The Justice Department is preparing to announce charges Wednesday against two men from Britain who joined Daesh and were part of a cell that beheaded Western hostages, a law enforcement official said.
They are expected to make their first court appearance in the afternoon in Alexandria, Virginia, said the official, who was not authorized to discuss the case publicly ahead of an official announcement.
The expected announcement is a milestone in a years-long effort by US authorities to bring to justice members of a militant group known for beheadings and barbaric treatment of American aid workers, journalists and other hostages in Syria.
Their arrival in the US to face charges sets the stage for arguably the most sensational terrorism prosecution since the 2014 case against the suspected ringleader of a deadly attack on the diplomatic compound in Benghazi, Libya.
El Shafee Elsheikh and Alexanda Kotey are two of four men dubbed “the Beatles” by the hostages they held captive because of their British accents. They are facing criminal charges in federal court.

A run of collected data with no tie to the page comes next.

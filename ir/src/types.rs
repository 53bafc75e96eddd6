//! The type language of field and method signatures.

use serde::{Deserialize, Serialize};

/// A type as it appears in the dynamic core's field and method
/// signatures.
///
/// `raw()` produces the *raw type description*: the spelling the
/// sanitizer starts from. Types defined in the generated crate carry the
/// `pool::` prefix there (stripped during sanitization); external types
/// are spelled through the last segment of their defining namespace.
#[derive(Debug, Clone, PartialEq, Eq, Serialize, Deserialize)]
pub enum FieldType {
    String,
    Bool,
    I32,
    I64,
    U32,
    U64,
    F64,
    /// `Vec<inner>`
    Vec(Box<FieldType>),
    /// `Option<inner>`
    Option(Box<FieldType>),
    /// `HashMap<key, value>`
    Map {
        key: Box<FieldType>,
        value: Box<FieldType>,
    },
    /// The dynamic core's generic record collection.
    RecordSet,
    /// A named type defined in an external namespace
    /// (e.g. `NaiveDate` in `chrono`). Named container types are
    /// `External` too — their own namespace is what a dependency on them
    /// records.
    External { name: String, namespace: String },
    /// A named type defined in the generated pool crate itself
    /// (e.g. a sibling entity's data holder).
    Pool(String),
}

impl FieldType {
    /// The raw type description, before sanitization.
    pub fn raw(&self) -> String {
        match self {
            FieldType::String => "String".to_string(),
            FieldType::Bool => "bool".to_string(),
            FieldType::I32 => "i32".to_string(),
            FieldType::I64 => "i64".to_string(),
            FieldType::U32 => "u32".to_string(),
            FieldType::U64 => "u64".to_string(),
            FieldType::F64 => "f64".to_string(),
            FieldType::Vec(inner) => format!("Vec<{}>", inner.raw()),
            FieldType::Option(inner) => format!("Option<{}>", inner.raw()),
            FieldType::Map { key, value } => {
                format!("HashMap<{}, {}>", key.raw(), value.raw())
            }
            FieldType::RecordSet => "models::RecordCollection".to_string(),
            FieldType::External { name, namespace } => {
                match namespace.rsplit("::").next() {
                    Some(last) if !last.is_empty() => format!("{}::{}", last, name),
                    _ => name.clone(),
                }
            }
            FieldType::Pool(name) => format!("pool::{}", name),
        }
    }

    /// Returns true if this is the generic record collection.
    pub fn is_record_set(&self) -> bool {
        matches!(self, FieldType::RecordSet)
    }

    /// The namespace a dependency on this type must import, if any.
    ///
    /// Anonymous containers unwrap to their element (maps to their
    /// value); only `External` types have a defining namespace of their
    /// own.
    pub fn dep_namespace(&self) -> Option<&str> {
        match self {
            FieldType::External { namespace, .. } => Some(namespace),
            FieldType::Vec(inner) | FieldType::Option(inner) => inner.dep_namespace(),
            FieldType::Map { value, .. } => value.dep_namespace(),
            _ => None,
        }
    }
}

#[cfg(test)]
mod tests {
    use super::*;

    #[test]
    fn raw_spelling() {
        assert_eq!(FieldType::String.raw(), "String");
        assert_eq!(FieldType::Vec(Box::new(FieldType::I64)).raw(), "Vec<i64>");
        assert_eq!(
            FieldType::Map {
                key: Box::new(FieldType::String),
                value: Box::new(FieldType::F64),
            }
            .raw(),
            "HashMap<String, f64>"
        );
        assert_eq!(
            FieldType::External {
                name: "NaiveDate".to_string(),
                namespace: "chrono".to_string(),
            }
            .raw(),
            "chrono::NaiveDate"
        );
        assert_eq!(
            FieldType::External {
                name: "Duration".to_string(),
                namespace: "std::time".to_string(),
            }
            .raw(),
            "time::Duration"
        );
        assert_eq!(FieldType::Pool("Tag".to_string()).raw(), "pool::Tag");
        // A record set nested in a container keeps the qualified
        // spelling; the top-level case is rewritten by the sanitizer
        // before raw() matters.
        assert_eq!(
            FieldType::Vec(Box::new(FieldType::RecordSet)).raw(),
            "Vec<models::RecordCollection>"
        );
    }

    #[test]
    fn dep_namespace_unwraps_anonymous_containers() {
        let partner = FieldType::External {
            name: "Partner".to_string(),
            namespace: "crate::partner".to_string(),
        };
        // Vec<Option<Partner>> depends on Partner's namespace, not on the
        // anonymous wrappers.
        let ty = FieldType::Vec(Box::new(FieldType::Option(Box::new(partner))));
        assert_eq!(ty.dep_namespace(), Some("crate::partner"));

        assert_eq!(FieldType::String.dep_namespace(), None);
        assert_eq!(FieldType::RecordSet.dep_namespace(), None);
        assert_eq!(FieldType::Pool("Tag".to_string()).dep_namespace(), None);
    }
}
//! Pool generator binary.
//!
//! Loads a finalized-or-raw registry snapshot and the parameter-name
//! metadata from JSON, runs generation and writes one typed module per
//! entity into the output directory.

use std::fs;
use std::path::PathBuf;

use anyhow::{Context, Result};
use clap::Parser;
use tracing::info;

use poolgen_ir::{AstEntry, AstIndex, Registry};
use poolgen_lib::PoolGenerator;

#[derive(Parser)]
#[command(name = "poolgen")]
#[command(about = "Generate typed pool modules from an entity registry snapshot")]
struct Args {
    /// Registry snapshot (JSON)
    #[arg(short, long)]
    registry: PathBuf,

    /// Method parameter metadata (JSON), as produced by the
    /// static-analysis pass
    #[arg(short, long)]
    ast_data: Option<PathBuf>,

    /// Output directory for the generated modules
    #[arg(short, long)]
    output: PathBuf,
}

fn main() -> Result<()> {
    tracing_subscriber::fmt()
        .with_env_filter(
            tracing_subscriber::EnvFilter::try_from_default_env()
                .unwrap_or_else(|_| "info".into()),
        )
        .init();

    let args = Args::parse();

    let raw = fs::read_to_string(&args.registry)
        .with_context(|| format!("cannot read {}", args.registry.display()))?;
    let mut registry: Registry =
        serde_json::from_str(&raw).context("malformed registry snapshot")?;
    registry.finalize().context("registry finalization failed")?;
    info!(entities = registry.entities.len(), "loaded registry snapshot");

    let ast = match &args.ast_data {
        Some(path) => {
            let raw = fs::read_to_string(path)
                .with_context(|| format!("cannot read {}", path.display()))?;
            let entries: Vec<AstEntry> =
                serde_json::from_str(&raw).context("malformed method metadata")?;
            AstIndex::from_entries(entries)
        }
        None => AstIndex::new(),
    };
    info!(methods = ast.len(), "loaded method metadata");

    let report = PoolGenerator::new(&registry, &ast).generate();
    report
        .code
        .write_to(&args.output)
        .context("writing generated modules")?;
    info!(
        files = report.code.files.len(),
        output = %args.output.display(),
        "generation finished"
    );

    if !report.is_success() {
        anyhow::bail!("{} entity(ies) failed to generate", report.failures.len());
    }
    Ok(())
}
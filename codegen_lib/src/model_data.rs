//! Generation-ready descriptors and their assembly.
//!
//! One [`ModelData`] per entity, built fresh from the finalized registry
//! and discarded after emission. Everything the emitter needs is in
//! here; emission itself is pure substitution.

use poolgen_ir::{AstIndex, EntityDef, Registry};

use crate::catalog;
use crate::deps::DepTracker;
use crate::error::CodegenError;
use crate::field;
use crate::method;

/// The four logical combinators every condition type exposes.
pub const CONDITION_FUNCS: [&str; 4] = ["And", "AndNot", "Or", "OrNot"];

/// A field of the record set, ready for rendering.
#[derive(Debug, Clone, PartialEq, Eq)]
pub struct FieldData {
    /// Field name as declared (e.g. `Name`).
    pub name: String,
    /// Target entity name, for relation fields.
    pub rel_model: Option<String>,
    /// Whether the field can appear in filters.
    pub searchable: bool,
    /// Semantic type name (e.g. `String`, `PartnerSet`).
    pub ty: String,
    /// Identifier-safe token derived from `ty`.
    pub san_ty: String,
    /// Whether `ty` denotes a record set.
    pub ty_is_rs: bool,
}

/// One condition operator.
#[derive(Debug, Clone, Copy, PartialEq, Eq)]
pub struct OperatorDef {
    pub name: &'static str,
    /// Multi-valued operators take a list of scalars — or an entity set
    /// for relation types.
    pub multi: bool,
}

/// A distinct field type of the entity, with its operator set.
#[derive(Debug, Clone, PartialEq, Eq)]
pub struct TypeData {
    pub ty: String,
    pub san_ty: String,
    pub ty_is_rs: bool,
    pub operators: &'static [OperatorDef],
}

/// A wrapper-method parameter.
#[derive(Debug, Clone, PartialEq, Eq)]
pub struct ParamData {
    pub name: String,
    /// Semantic type of the wrapper parameter.
    pub ty: String,
    /// Relation parameters keep the typed set name in the signature but
    /// forward the underlying collection.
    pub is_rs: bool,
    /// Variable-length tail parameter, forwarded as one collection
    /// value.
    pub variadic: bool,
}

/// One component of a wrapper-method return value.
#[derive(Debug, Clone, PartialEq, Eq)]
pub struct ReturnData {
    pub ty: String,
    pub is_rs: bool,
}

/// How the wrapper forwards into the dynamic dispatch mechanism.
#[derive(Debug, Clone, Copy, PartialEq, Eq)]
pub enum CallConvention {
    /// No declared returns; the call result is discarded.
    Discard,
    /// One return, re-asserted to its semantic type.
    Single,
    /// Several returns, each component independently re-asserted.
    Multi,
}

/// A forwarding wrapper for one declared method.
#[derive(Debug, Clone, PartialEq, Eq)]
pub struct MethodData {
    pub name: String,
    pub doc: Option<String>,
    pub params: Vec<ParamData>,
    pub convention: CallConvention,
    pub returns: Vec<ReturnData>,
}

/// The complete per-entity descriptor handed to the emitter.
#[derive(Debug, Clone)]
pub struct ModelData {
    pub name: String,
    /// External namespaces the generated file imports, first-mention
    /// order.
    pub deps: Vec<String>,
    pub fields: Vec<FieldData>,
    pub methods: Vec<MethodData>,
    pub condition_funcs: [&'static str; 4],
    /// Deduplicated field types, first-occurrence order.
    pub types: Vec<TypeData>,
}

impl ModelData {
    /// Assemble the descriptor for one entity of a finalized registry.
    pub fn build(
        entity: &EntityDef,
        registry: &Registry,
        ast: &AstIndex,
    ) -> Result<Self, CodegenError> {
        let mut deps = DepTracker::new();

        let fields = field::extract(entity, &mut deps);
        let types = catalog::build(&fields);
        let methods = method::extract(entity, registry, ast, &mut deps)?;

        Ok(Self {
            name: entity.name.clone(),
            deps: deps.into_deps(),
            fields,
            methods,
            condition_funcs: CONDITION_FUNCS,
            types,
        })
    }
}
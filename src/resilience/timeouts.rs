//! Timeout enforcement.
//!
//! # Responsibilities
//! - Wrap every outbound exchange (request + body read) in a deadline
//! - Report expiry as its own outcome, distinct from transport errors
//!
//! # Design Decisions
//! - Uses Tokio's timeout facilities
//! - The deadline covers the whole exchange, not only the connect phase
//! - Dropping the timed-out future cancels the underlying request

use std::future::Future;
use std::time::Duration;

/// Outcome of a deadline-bound exchange.
#[derive(Debug)]
pub enum Deadline<T, E> {
    /// Completed in time, successfully.
    Completed(T),
    /// Completed in time with a transport error.
    Failed(E),
    /// Did not complete within the window.
    Elapsed(Duration),
}

/// Run `exchange` with a deadline of `window`.
pub async fn with_deadline<F, T, E>(window: Duration, exchange: F) -> Deadline<T, E>
where
    F: Future<Output = Result<T, E>>,
{
    match tokio::time::timeout(window, exchange).await {
        Ok(Ok(value)) => Deadline::Completed(value),
        Ok(Err(e)) => Deadline::Failed(e),
        Err(_) => Deadline::Elapsed(window),
    }
}
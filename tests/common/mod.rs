//! Shared utilities for integration testing.

#![allow(dead_code)]

use std::future::Future;
use std::net::SocketAddr;
use std::sync::{Arc, Mutex};

use axum::body::to_bytes;
use axum::extract::Request;
use axum::http::StatusCode;
use axum::response::{IntoResponse, Response};
use axum::{Json, Router};
use serde_json::Value;
use tokio::net::TcpListener;

use crm_client::auth::{Credential, CredentialStore, InMemoryCredentialStore};
use crm_client::config::ApiConfig;
use crm_client::notify::BufferedNotifier;
use crm_client::pipeline::RequestPipeline;

/// What the mock backend saw for one request.
#[derive(Debug, Clone)]
pub struct Recorded {
    pub method: String,
    pub path: String,
    pub query: Option<String>,
    pub authorization: Option<String>,
    pub request_id: Option<String>,
    pub body: Value,
}

/// A running mock backend.
pub struct MockBackend {
    pub addr: SocketAddr,
    requests: Arc<Mutex<Vec<Recorded>>>,
}

impl MockBackend {
    /// Base URL with the backend's `/api` prefix.
    pub fn base_url(&self) -> String {
        format!("http://{}/api", self.addr)
    }

    pub fn requests(&self) -> Vec<Recorded> {
        self.requests.lock().unwrap().clone()
    }

    /// Number of requests received for `path` (including the `/api` prefix).
    pub fn count(&self, path: &str) -> usize {
        self.requests().iter().filter(|r| r.path == path).count()
    }
}

/// Start a programmable mock backend on an ephemeral port.
///
/// `handler` decides the status and JSON body for each recorded request.
pub async fn start_backend<F, Fut>(handler: F) -> MockBackend
where
    F: Fn(Recorded) -> Fut + Send + Sync + 'static,
    Fut: Future<Output = (u16, Value)> + Send + 'static,
{
    let listener = TcpListener::bind("127.0.0.1:0").await.unwrap();
    let addr = listener.local_addr().unwrap();
    let requests = Arc::new(Mutex::new(Vec::new()));
    let handler = Arc::new(handler);

    let log = requests.clone();
    let app = Router::new().fallback(move |request: Request| {
        let handler = handler.clone();
        let log = log.clone();
        async move { respond(request, handler, log).await }
    });

    tokio::spawn(async move {
        axum::serve(listener, app).await.unwrap();
    });

    MockBackend { addr, requests }
}

async fn respond<F, Fut>(
    request: Request,
    handler: Arc<F>,
    log: Arc<Mutex<Vec<Recorded>>>,
) -> Response
where
    F: Fn(Recorded) -> Fut,
    Fut: Future<Output = (u16, Value)>,
{
    let (parts, body) = request.into_parts();
    let header = |name: &str| {
        parts
            .headers
            .get(name)
            .and_then(|v| v.to_str().ok())
            .map(str::to_string)
    };
    let bytes = to_bytes(body, usize::MAX).await.unwrap_or_default();

    let recorded = Recorded {
        method: parts.method.to_string(),
        path: parts.uri.path().to_string(),
        query: parts.uri.query().map(str::to_string),
        authorization: header("authorization"),
        request_id: header("x-request-id"),
        body: serde_json::from_slice(&bytes).unwrap_or(Value::Null),
    };
    log.lock().unwrap().push(recorded.clone());

    let (status, body) = handler(recorded).await;
    let status = StatusCode::from_u16(status).unwrap_or(StatusCode::INTERNAL_SERVER_ERROR);
    (status, Json(body)).into_response()
}

/// API config pointed at `base_url` with a short timeout.
pub fn api_config(base_url: &str) -> ApiConfig {
    ApiConfig {
        base_url: base_url.to_string(),
        timeout_ms: 2_000,
        ..ApiConfig::default()
    }
}

/// Pipeline wired to a buffered notifier and an in-memory store.
pub fn pipeline(
    config: &ApiConfig,
    credential: Option<Credential>,
) -> (Arc<RequestPipeline>, Arc<BufferedNotifier>, Arc<InMemoryCredentialStore>) {
    let store = Arc::new(match credential {
        Some(credential) => InMemoryCredentialStore::with_credential(credential),
        None => InMemoryCredentialStore::new(),
    });
    let notifier = Arc::new(BufferedNotifier::new());
    let pipeline = RequestPipeline::new(config, store.clone(), notifier.clone()).unwrap();
    (Arc::new(pipeline), notifier, store)
}

/// The access token currently held, if any.
pub fn held_token(store: &InMemoryCredentialStore) -> Option<String> {
    store.access_token()
}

The two have been held since October 2019 in American military custody, and the Justice Department has long wanted to put them on trial. They were captured in Syria in 2018 by the US-backed Syrian Democratic Forces.
Attorney General William Barr broke a diplomatic standoff earlier this year when he promised the men would not face the death penalty. That prompted British authorities to share evidence against the men that prosecutors deemed crucial for obtaining convictions.
In interviews while in detention, the two men admitted that they helped collect email addresses from Kayla Mueller that could be used to send out ransom demands. Mueller was killed in 2015 after 18 months in Daesh captivity.
The State Department described their conduct in terms not nearly so benign. The agency declared Elsheikh and Kotey as specially designated global terrorists in 2017 and accused them of holding captive and beheading approximately two dozen hostages, including American journalists James Foley and Steven Sotloff, and aid worker Peter Kassig.
Specifically, the State Department said Elsheikh “was said to have earned a reputation for waterboarding, mock executions, and crucifixions while serving as an Daesh jailer.”
Kotey, according to the State Department, acted as a Daesh recruiter and “likely engaged in the group’s executions and exceptionally cruel torture methods, including electronic shock and waterboarding.”
The other two Beatles included the most infamous member of the group, Mohammed Emwazi, known as “Jihadi John,” who was killed in a 2015 drone strike. Emwazi appeared and spoke in the video of Foley’s execution. The fourth member, Aine Lesley Davis, was sentenced to 7 years in prison in Turkey in 2017.